Under the agreement, Terex Germany GmbH & Co. KG offers to acquire the shares of outside shareholders of Demag Cranes AG in return for cash compensation in the amount of EUR 45.52 per no-par value share pursuant to sec. 305 (1) of the German Stock Corporation Act (AktG). Furthermore, the agreement provides for an annual guaranteed dividend payment to outside shareholders of Demag Cranes for the term of the agreement in the gross amount of EUR 3.33 per non-par share (EUR 3.04 net per non-par share). The payment obligations by Terex Germany GmbH & Co. KG under the domination and profit and loss transfer agreement are secured by a comfort letter issued by Terex Corporation.

The cash compensation corresponds to the volume-weighted average price of Demag Cranes shares as determined by the German Federal Financial Supervisory Authority (BaFin) for the relevant three-month period prior to the announcement on 5 September  2011 of the decision of the Management Board of Demag Cranes AG to enter into negotiations about the signing of a domination and profit and loss transfer agreement with Terex Germany GmbH & Co. KG. This reference share price is higher than the business value per Demag Cranes share of EUR 43.23 as determined in an independent evaluation of Demag Cranes AG performed in accordance with IDW Standard S1 by auditors Ebner Stolz Mönning Bachem. This valuation reflects on the one hand the planning of the Management Board of Demag Cranes AG for the next three years, which is based on the Company’s clear and successful strategy geared to sustained and profitable growth. On the other hand, it takes account of the substantially dimmed global economic environment in recent times, which will also impact on the implementation of this strategy. Europe and other parts of the world are experiencing financial and budgetary crisis that is particularly affecting the European banking system and impairing its ability to extend credit to support economic growth. The International Monetary Fund (IMF) recently revised downward its growth forecast for the global economy for 2012 from 4.0% to 3.3% and for 2013 from 4.5% to 3.9%. The IMF believes economic growth will also slow in emerging economies. Furthermore, the US Federal Reserve has scaled down its growth expectations for the US economy.
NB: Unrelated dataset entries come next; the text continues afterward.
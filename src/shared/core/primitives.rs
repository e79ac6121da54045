// Identifiers and calendar primitives shared by every slice.
//
// Purpose
// - Keep ids as plain integers so snapshots reference players by id, never by live roster membership.
// - Give date ranges one inclusive representation instead of ad hoc start/end pairs.

use chrono::NaiveDate;
use serde::{Deserialize, Serialize};

pub type TeamId = i64;
pub type LeagueId = i64;
pub type MatchupId = i64;
pub type PlayerId = i64;
pub type SlotId = i64;

/// Inclusive range of calendar days.
#[derive(Debug, Clone, Copy, PartialEq, Eq, Hash, Serialize, Deserialize)]
pub struct DateRange {
    pub start: NaiveDate,
    pub end: NaiveDate,
}

impl DateRange {
    /// Builds a range, swapping the bounds if they were given in reverse.
    pub fn new(start: NaiveDate, end: NaiveDate) -> Self {
        if end < start {
            Self { start: end, end: start }
        } else {
            Self { start, end }
        }
    }

    pub fn single(date: NaiveDate) -> Self {
        Self {
            start: date,
            end: date,
        }
    }

    pub fn contains(&self, date: NaiveDate) -> bool {
        self.start <= date && date <= self.end
    }

    pub fn days(&self) -> impl Iterator<Item = NaiveDate> + use<> {
        let end = self.end;
        self.start.iter_days().take_while(move |day| *day <= end)
    }

    /// Zero for a range whose bounds are reversed, matching `days`.
    pub fn day_count(&self) -> usize {
        usize::try_from((self.end - self.start).num_days() + 1).unwrap_or(0)
    }

    /// The part of this range that falls on or after `date`, if any.
    pub fn remaining_from(&self, date: NaiveDate) -> Option<DateRange> {
        if date > self.end {
            return None;
        }
        Some(DateRange {
            start: self.start.max(date),
            end: self.end,
        })
    }
}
Uncertainties about how the economy will develop are making it increasingly difficult to give reliable long-term projections, also with regard to demand for the Demag Cranes Group’s products. It now seems possible that the implementation of strategic subprojects may be a challenge in the medium to long term, with corresponding implications for revenue and earnings performance.

Demag Cranes AG is due to publish its interim report on business performance in the first quarter of financial year 2011/2012 on 7 February 2012. The complete wording of the domination and profit and loss transfer agreement, the joint report by Demag Cranes and Terex on the agreement, and the expert opinion prepared by Ebner Stolz Mönning Bachem will be published with the notice convening the Annual General Meeting on 3 February 2012.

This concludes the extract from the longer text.